WHAT IS NEEDED.
Note how many lines in the entries below contain the string "OutputDevice", and answer with that number and no other text.

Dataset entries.
○ ○ ○ ○ ○
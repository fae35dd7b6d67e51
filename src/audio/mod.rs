use std::sync::atomic::{AtomicU64, Ordering};
use std::sync::Arc;

use anyhow::Context;
use cpal::traits::{DeviceTrait, HostTrait, StreamTrait};
use crossbeam_channel::{Receiver, Sender};

use crate::audio_api::AudioCommand;
use crate::error::EngineError;

mod frame;
pub mod guitar;
mod mixer;
pub mod offline;
pub mod output;
mod sample_buffer;
mod voice;

pub use frame::StereoFrame;
pub use guitar::{
    closest_sample, playback_rate, EngineSettings, GuitarEngine, LoadedSample, PitchSink,
};
pub use mixer::Mixer;
pub use offline::{OfflineDevice, OfflineHandle};
pub use output::{OutputContext, OutputDevice};
pub use sample_buffer::SampleBuffer;

// The default output device through cpal
#[derive(Clone, Copy, Debug, Default)]
pub struct CpalDevice;

impl OutputDevice for CpalDevice {
    fn open(&self) -> Result<Box<dyn OutputContext>, EngineError> {
        let ctx = start_audio().map_err(|e| EngineError::Output(format!("{e:#}")))?;
        Ok(Box::new(ctx))
    }
}

pub struct CpalContext {
    tx: Sender<AudioCommand>,
    clock: Arc<AtomicU64>,
    sample_rate: u32,
    running: bool,
    stream: cpal::Stream,
}

impl OutputContext for CpalContext {
    fn sample_rate(&self) -> u32 {
        self.sample_rate
    }

    fn current_time(&self) -> f64 {
        self.clock.load(Ordering::Acquire) as f64 / self.sample_rate as f64
    }

    fn is_running(&self) -> bool {
        self.running
    }

    fn resume(&mut self) -> Result<(), EngineError> {
        self.stream
            .play()
            .map_err(|e| EngineError::Output(format!("failed to play output stream: {e}")))?;
        self.running = true;
        Ok(())
    }

    fn suspend(&mut self) -> Result<(), EngineError> {
        self.stream
            .pause()
            .map_err(|e| EngineError::Output(format!("failed to pause output stream: {e}")))?;
        self.running = false;
        Ok(())
    }

    fn submit(&self, cmd: AudioCommand) {
        send_command(&self.tx, cmd);
    }
}

// ── Command queue ─────────────────────────────────────────────────

// Unbounded: a whole arrangement is submitted in one burst, long before the
// callback gets to drain it
fn command_queue() -> (Sender<AudioCommand>, Receiver<AudioCommand>) {
    crossbeam_channel::unbounded()
}

fn send_command(tx: &Sender<AudioCommand>, cmd: AudioCommand) {
    if tx.send(cmd).is_err() {
        log::warn!("audio output is gone, dropping note");
    }
}

fn drain_commands(rx: &Receiver<AudioCommand>, mixer: &mut Mixer) {
    while let Ok(cmd) = rx.try_recv() {
        mixer.handle_cmd(cmd);
    }
}

// Opens the default output device. The stream is built but not played;
// whoever needs sound first resumes it
pub fn start_audio() -> anyhow::Result<CpalContext> {
    let (tx, rx) = command_queue();

    let host = cpal::default_host();
    let device = host.default_output_device().context("no default output device")?;
    let config = device.default_output_config().context("no default output config")?;

    let sample_rate = config.sample_rate();
    let channels = config.channels() as usize;
    let clock = Arc::new(AtomicU64::new(0));

    let stream = match config.sample_format() {
        cpal::SampleFormat::F32 => build_output_stream_f32(
            &device,
            &config.into(),
            rx,
            clock.clone(),
            sample_rate,
            channels,
        )?,
        other => anyhow::bail!("unsupported sample format {other:?} (only f32 supported for now)"),
    };

    log::info!("audio output opened: {channels} channels @ {sample_rate} Hz");

    Ok(CpalContext {
        tx,
        clock,
        sample_rate,
        running: false,
        stream,
    })
}

// ── Output stream ─────────────────────────────────────────────────

fn build_output_stream_f32(
    device: &cpal::Device,
    config: &cpal::StreamConfig,
    rx: Receiver<AudioCommand>,
    clock: Arc<AtomicU64>,
    sample_rate: u32,
    channels: usize,
) -> anyhow::Result<cpal::Stream> {
    let mut mixer = Mixer::new(sample_rate, clock);
    let mut scratch: Vec<StereoFrame> = Vec::with_capacity(4096);

    let err_fn = |err| log::error!("audio output stream error: {err}");

    let stream = device.build_output_stream(
        config,
        move |data: &mut [f32], _info: &cpal::OutputCallbackInfo| {
            drain_commands(&rx, &mut mixer);

            let n_frames = data.len() / channels.max(1);
            scratch.resize(n_frames, StereoFrame::zero());
            mixer.render_block(&mut scratch);

            // spread the stereo mix over however many channels the device has
            for (out, frame) in data.chunks_mut(channels.max(1)).zip(scratch.iter()) {
                match out.len() {
                    1 => out[0] = frame.mono(),
                    _ => {
                        out[0] = frame.left;
                        out[1] = frame.right;
                        out[2..].fill(0.0);
                    }
                }
            }
        },
        err_fn,
        None,
    )?;

    // not started until the engine resumes it
    Ok(stream)
}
○ ○ ○ ○ ○
SOLUTION TO THIS EXERCISE.
2